Le nombre de versions « actif » / « inactif » peut varier en fonction dy type de fichier. Ainsi, un « DOC », un « XLS » peuvent avoir 5 versions actives sur 1 mois et 2 inactives sur 6 mois. A un « EXE » ou un « DLL », on peut avoir 3 versions sur 3 mois actives et 2 inactives sur 6 mois.
Cette répartition peut aussi se faire en fonction du répertoire contenant le fichier.
Dans le cas de la sauvegarde en « versioning », il n’y a plus de sauvegarde complète « G » ou « F », mais que des inrémentielles. Seules les données modifiées depuis la sauvegarde précédente sont sauvegardées. La sauvegarde initiale est, en pratique, une ‘totale’. Le système la considère cependant bien comme une incrémentielle, mais partant de « O ».
Ce type de sauvegarde présente l’avantage d’être très rapide car le volume traité chaque jour est faible.
La restauration des données est plus compliquée. Dans le cas du fichier effacé par l’utilisateur, il y a peu de manipulation de bandes à prévoir. Par contre, la restauration complète du système s’appuie sur plusieurs sauvegardes échelonnées dans le temps.

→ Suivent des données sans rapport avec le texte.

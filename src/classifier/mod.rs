//! Nearest-profile classification of questionnaire answers.
//!
//! Answers are folded into a [`TraitVector`] and compared against the cached
//! vector of every reference profile. Selection is deterministic: the highest
//! similarity wins and ties go to the lowest profile id.

pub mod similarity;

pub use similarity::{TraitVector, cosine_similarity, match_percentage};

use std::cmp::Reverse;
use std::sync::Arc;

use serde::{Deserialize, Serialize};

use crate::catalog::{Dimension, ReferenceCatalog, ReferenceProfile};
use crate::error::{ComputationError, Result, ValidationError};

/// Number of candidates returned by [`VectorClassifier::rank`] callers that
/// want the usual shortlist.
pub const DEFAULT_CANDIDATES: usize = 4;

/// Similarities closer than this are treated as a tie.
const SIMILARITY_RESOLUTION: f64 = 1e9;

/// One of the three classification slots.
#[derive(Debug, Clone, Copy, PartialEq, Eq, PartialOrd, Ord, Hash, Serialize, Deserialize)]
#[serde(rename_all = "snake_case")]
pub enum Role {
    /// Primary drive.
    Engine,
    /// Social presentation.
    Interface,
    /// Stress response.
    SafeMode,
}

impl Role {
    pub const ALL: [Role; 3] = [Role::Engine, Role::Interface, Role::SafeMode];

    pub fn as_str(self) -> &'static str {
        match self {
            Self::Engine => "engine",
            Self::Interface => "interface",
            Self::SafeMode => "safe_mode",
        }
    }

    pub(crate) fn index(self) -> usize {
        self as usize
    }
}

impl std::fmt::Display for Role {
    fn fmt(&self, f: &mut std::fmt::Formatter<'_>) -> std::fmt::Result {
        f.pad(self.as_str())
    }
}

/// A single `(dimension, weight)` contribution.
#[derive(Debug, Clone, PartialEq, Serialize, Deserialize)]
pub struct DimensionTag {
    #[serde(alias = "key")]
    pub dimension: String,
    #[serde(alias = "value")]
    pub weight: f64,
}

/// One selected answer with its dimension contributions.
#[derive(Debug, Clone, Default, PartialEq, Serialize, Deserialize)]
pub struct ScoredAnswer {
    #[serde(default, alias = "dimensionTags", alias = "scoring_tags")]
    pub tags: Vec<DimensionTag>,
}

impl ScoredAnswer {
    pub fn new<I, S>(tags: I) -> Self
    where
        I: IntoIterator<Item = (S, f64)>,
        S: Into<String>,
    {
        Self {
            tags: tags
                .into_iter()
                .map(|(dimension, weight)| DimensionTag {
                    dimension: dimension.into(),
                    weight,
                })
                .collect(),
        }
    }
}

/// Answers already partitioned by role.
#[derive(Debug, Clone, Default, Serialize, Deserialize)]
pub struct RoleAnswers {
    pub engine: Vec<ScoredAnswer>,
    pub interface: Vec<ScoredAnswer>,
    pub safe_mode: Vec<ScoredAnswer>,
}

impl RoleAnswers {
    pub fn for_role(&self, role: Role) -> &[ScoredAnswer] {
        match role {
            Role::Engine => &self.engine,
            Role::Interface => &self.interface,
            Role::SafeMode => &self.safe_mode,
        }
    }
}

/// The best-matching profile for one role.
#[derive(Debug, Clone, PartialEq, Serialize)]
pub struct ClassificationResult {
    pub role: Role,
    pub profile: ReferenceProfile,
    /// Cosine similarity in `[-1, 1]`.
    pub similarity: f64,
    /// Similarity rescaled to `[0, 100]`.
    pub match_percentage: f64,
}

/// One ranked candidate.
#[derive(Debug, Clone, PartialEq, Serialize)]
pub struct Candidate {
    pub profile_id: u8,
    pub name: String,
    pub similarity: f64,
    pub match_percentage: f64,
}

/// Results for all three roles from a single run.
#[derive(Debug, Clone, PartialEq, Serialize)]
pub struct TripleClassification {
    pub engine: ClassificationResult,
    pub interface: ClassificationResult,
    pub safe_mode: ClassificationResult,
}

impl TripleClassification {
    pub fn get(&self, role: Role) -> &ClassificationResult {
        match role {
            Role::Engine => &self.engine,
            Role::Interface => &self.interface,
            Role::SafeMode => &self.safe_mode,
        }
    }
}

/// Classifier over an immutable catalogue with cached profile vectors.
#[derive(Debug, Clone)]
pub struct VectorClassifier {
    catalog: Arc<ReferenceCatalog>,
    vectors: Vec<TraitVector>,
}

impl VectorClassifier {
    pub fn new(catalog: Arc<ReferenceCatalog>) -> Self {
        let vectors = catalog.iter().map(TraitVector::for_profile).collect();
        Self { catalog, vectors }
    }

    pub fn catalog(&self) -> &ReferenceCatalog {
        &self.catalog
    }

    /// Sum every answer's contributions into a trait vector. Weights are kept
    /// as given; only a sum that leaves the finite range is rejected.
    pub fn trait_vector(
        &self,
        answers: &[ScoredAnswer],
    ) -> std::result::Result<TraitVector, ValidationError> {
        let mut vector = TraitVector::default();
        for (answer_index, answer) in answers.iter().enumerate() {
            for tag in &answer.tags {
                let dimension = Dimension::from_name(&tag.dimension).ok_or_else(|| {
                    ValidationError::UnknownDimension {
                        name: tag.dimension.clone(),
                        answer_index,
                    }
                })?;
                if !tag.weight.is_finite() {
                    return Err(ValidationError::NonFiniteWeight {
                        name: tag.dimension.clone(),
                        weight: tag.weight,
                        answer_index,
                    });
                }
                vector.add(dimension, tag.weight);
            }
        }
        if let Some((dimension, _)) = vector.non_finite() {
            return Err(ValidationError::NonFiniteTotal {
                name: dimension.tag().to_string(),
            });
        }
        Ok(vector)
    }

    /// Best-matching profile for `answers` in the given role.
    pub fn classify(&self, answers: &[ScoredAnswer], role: Role) -> Result<ClassificationResult> {
        let ranked = self.rank(answers, role, 1)?;
        let best = ranked
            .into_iter()
            .next()
            .ok_or(ComputationError::ZeroMagnitude {
                role: role.to_string(),
            })?;
        let profile = self.catalog.profile(best.profile_id)?.clone();

        tracing::debug!(
            role = %role,
            profile_id = profile.id(),
            profile = profile.name(),
            similarity = best.similarity,
            "Classified role"
        );

        Ok(ClassificationResult {
            role,
            profile,
            similarity: best.similarity,
            match_percentage: best.match_percentage,
        })
    }

    /// Top `top_n` candidates, highest similarity first, lowest id first among ties.
    pub fn rank(&self, answers: &[ScoredAnswer], role: Role, top_n: usize) -> Result<Vec<Candidate>> {
        let vector = self.trait_vector(answers)?;
        if vector.is_zero() {
            return Err(ComputationError::ZeroMagnitude {
                role: role.to_string(),
            }
            .into());
        }

        let mut scored: Vec<(&ReferenceProfile, f64)> = self
            .catalog
            .iter()
            .zip(&self.vectors)
            .map(|(profile, pv)| (profile, cosine_similarity(vector.as_array(), pv.as_array())))
            .collect();

        scored.sort_by_key(|(profile, sim)| (Reverse(tie_key(*sim)), profile.id()));

        Ok(scored
            .into_iter()
            .take(top_n)
            .map(|(profile, similarity)| Candidate {
                profile_id: profile.id(),
                name: profile.name().to_string(),
                similarity,
                match_percentage: match_percentage(similarity),
            })
            .collect())
    }

    /// Classify all three roles; the first failing role aborts the run.
    pub fn classify_all(&self, answers: &RoleAnswers) -> Result<TripleClassification> {
        Ok(TripleClassification {
            engine: self.classify(answers.for_role(Role::Engine), Role::Engine)?,
            interface: self.classify(answers.for_role(Role::Interface), Role::Interface)?,
            safe_mode: self.classify(answers.for_role(Role::SafeMode), Role::SafeMode)?,
        })
    }
}

/// Similarity quantized for ordering, so float noise cannot split a tie.
fn tie_key(similarity: f64) -> i64 {
    (similarity * SIMILARITY_RESOLUTION).round() as i64
}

Pour des raisons pratiques, la sauvegarde en « versioning » utilise des robots de sauvegarde. Ces robots contiennent plusieurs bandes (de 8 à plusieurs centaines) et deux (pour les plus petits) à plusieurs dizaines lecteurs de bandes.
Compte tenu de la complexité de ce type de sauvegardes, le logiciel les gérant est particulièrement robuste. Il doit être capable de retrouver un fichier parmi un grand nombre de sauvegardes différentes, selon des critères différents.
Les logiciels utilisant la rotation GSF :
Les plus connus sont NT Backup, ArcServe, Backup Exec.
Les logiciels utilisant le « Versioning »
Le plus connu est TSM, nouveau nom d’ADSM
Importance du contrat de service.
Comme je l’ai déjà dit plus haut, le but d’une sauvegarde est de pouvoir récupérer les fichiers effacés, corrompus, mais aussi de remonter un système informatique planté. Ceci nécessite des capacités de stockage importantes, en plus des volumes utilisés par les données actives et le système d’exploitation des ordinateurs recevant ces données.
Pour schématiser, plus on veut être précis et plus on veut remonter loin dans le temps, plus ces volumes de stockages additionnels sont importants et donc coûteux.
Le client (utilisateur) doit être informé de ce qui est possible de restaurer. Dans bien des cas, il doit participer à l’élaboration de ce qui sera le contrat de service.
Ainsi, il acceptera de ne pouvoir récupérer une information datant de plus de « n » jours, de plus de « n » versions.
Dans l’absolu, ce contrat de service doit être formalisé, écrit. Son importance est capitale.